Stored data entries:
-*-*-
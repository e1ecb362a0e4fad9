//! Common test utilities.

use std::sync::Arc;

use axum::Router;

use agent_console::agent::AgentRegistry;
use agent_console::config::AgentDefaults;
use agent_console::llm::{Provider, ProviderRegistry};
use agent_console::runtime::AgentRuntime;
use agent_console::server::{self, AppState};
use agent_console::store::file::FileRecordStore;

/// Create a test app backed by a temp registry directory.
pub fn test_app() -> Router {
    use tempfile::TempDir;

    let tmp = TempDir::new().unwrap();

    // Leak the TempDir so it doesn't get cleaned up during the test.
    // This is fine for tests - the OS will clean up on process exit.
    let tmp = Box::leak(Box::new(tmp));
    let registry_dir = tmp.path().join("agents");

    let store = FileRecordStore::new(registry_dir);
    let registry = AgentRegistry::new(Arc::new(store), AgentDefaults::default());

    // No provider credentials: chat degrades to the offline stream.
    let runtime = AgentRuntime::new(ProviderRegistry::new(), Provider::OpenAI, None);

    let state = AppState {
        registry,
        runtime,
        idle_timeout_seconds: 60,
        keep_alive_interval_seconds: 15,
    };

    server::build_app(state, 30)
}
use serde::Serialize;

// ============================================================================
// Constants
// ============================================================================

pub const VERSION: &str = env!("CARGO_PKG_VERSION");
pub const COMMIT: &str = match option_env!("BUILD_COMMIT") {
    Some(c) => c,
    None => "unknown",
};
pub const BUILD_DATE: &str = match option_env!("BUILD_DATE") {
    Some(d) => d,
    None => "unknown",
};

/// Get the full version string including commit and build date.
pub fn version_string() -> String {
    format!("{} (commit: {}, built: {})", VERSION, COMMIT, BUILD_DATE)
}

// ============================================================================
// BuildInfo
// ============================================================================

#[derive(Debug, Serialize)]
pub struct BuildInfo {
    pub version: &'static str,
    pub commit: &'static str,
    pub build_date: &'static str,
}

impl BuildInfo {
    #[must_use]
    pub fn new() -> Self {
        Self {
            version: VERSION,
            commit: COMMIT,
            build_date: BUILD_DATE,
        }
    }
}

impl Default for BuildInfo {
    fn default() -> Self {
        Self::new()
    }
}

// ============================================================================
// Tests
// ============================================================================

#[cfg(test)]
mod tests {
    use super::*;

    #[test]
    fn test_build_info_new() {
        let info = BuildInfo::new();
        assert!(!info.version.is_empty());
        assert!(!info.commit.is_empty());
        assert!(!info.build_date.is_empty());
    }

    #[test]
    fn test_version_string_format() {
        let vs = version_string();
        assert!(vs.contains(VERSION));
        assert!(vs.contains("commit:"));
        assert!(vs.contains("built:"));
    }
}
//! File-based storage implementations.

mod record;

pub use record::FileRecordStore;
-*-*-
→ **The task**
Return only the exact lines from the opening of the records through the line that contains "pub fn test_app()", both included.

→ **Task result**
repository e1ecb362a0e4fad9
//! Common test utilities.

use std::sync::Arc;

use axum::Router;

use agent_console::agent::AgentRegistry;
use agent_console::config::AgentDefaults;
use agent_console::llm::{Provider, ProviderRegistry};
use agent_console::runtime::AgentRuntime;
use agent_console::server::{self, AppState};
use agent_console::store::file::FileRecordStore;

/// Create a test app backed by a temp registry directory.
pub fn test_app() -> Router {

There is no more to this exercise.